Helena sat on the porch with nothing but her Bible for company.
Dawn paced in the darkness of her parents’ parlor, back and forth, her feet probably wearing away the varnish from the floorboards.
Jacqueline was marooned out of sight in her room, the locks on the doors sealing her in, while Aunt Betty socialized and smiled and acted like nothing was wrong.
In the street, we all acted like nothing was wrong too. We sipped our drinks, spiked with whatever was convenient, and we chewed our burgers, tasteless and dry. We wanted to talk about them. We wanted to say
the truth, to scream it, to confess our fears. But we couldn’t. We’d practiced keeping quiet for so long that now, when we needed to speak the most, we’d forgotten how. And anyways, what was the proper way to bid farewell to everything you’d known? Even if we hadn’t sewn our lips shut years ago, there still might not be words for what we needed to say.

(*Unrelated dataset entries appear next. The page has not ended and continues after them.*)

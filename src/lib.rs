//! Stockcast - daily stock direction predictor with an accuracy ledger
//!
//! Fetches daily history, derives technical indicators, trains a fresh
//! classifier per request and records one prediction per symbol per day.

pub mod config;
pub mod error;
pub mod services;
pub mod sources;
pub mod types;

pub use config::{Config, TrainingMode};
pub use error::{AppError, Result};
pub use services::{PredictionLedger, Predictor, SqliteStore};
pub use sources::{MarketDataSource, YahooFinanceClient};
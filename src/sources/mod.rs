//! Market data sources.

pub mod yahoo;

pub use yahoo::YahooFinanceClient;

use crate::error::Result;
use crate::types::{Bar, Quote};

/// Capability to fetch daily price history and the latest quote for a symbol.
pub trait MarketDataSource {
    /// Chronological daily bars covering `period` (e.g. "1y", "6mo", "5d").
    fn fetch_history(&self, symbol: &str, period: &str) -> Result<Vec<Bar>>;

    /// Most recent price and volume. Best-effort: callers treat errors as "unknown".
    fn fetch_latest_quote(&self, symbol: &str) -> Result<Quote>;
}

Not everyone was so harried. Clint roamed free-range down Denton Street, drinking up whatever cup was passed to him. Part of me hoped somebody would lace one of the punchbowls with arsenic and put him out of the misery he caused the rest of us. In mid-June, he’d started in on a new girl in Parma Heights. He’d met her downtown at Kaufmann’s, and everybody knew she was the destination when he took the city bus each night after dark. Even in her seclusion, Dawn had figured it out too, though I doubted she cared at this point. It was probably a relief that Clint’s clumsy hands would never again try and fail in the dark to flick open the clasp on her bra, or that she would never have to hear his voice, like a dull razorblade, making hollow apologies for his backseat failures.
Sometimes, change was a mercy.
Just before dusk, somebody lit a pack of sparklers and handed them out to the smaller children, and for a bit, the whole neighborhood looked like it was on fire. The rest of us ate until we were stuffed, and then we waited an hour and ate some more. There was nothing else to do besides dine and drink and pretend we weren’t dying. While grubby faces piled condiments high on stiff hamburger buns, Eleanor curled in a bassinet and sobbed. Her cries set everything in my body humming, and I wanted to tear at my own skin to make the feeling stop.
Poor little Eleanor, unwanted and motherless. And more or less fatherless too.
“Why do babies do that?” Clint sneered at her. “What does she have to be upset about?”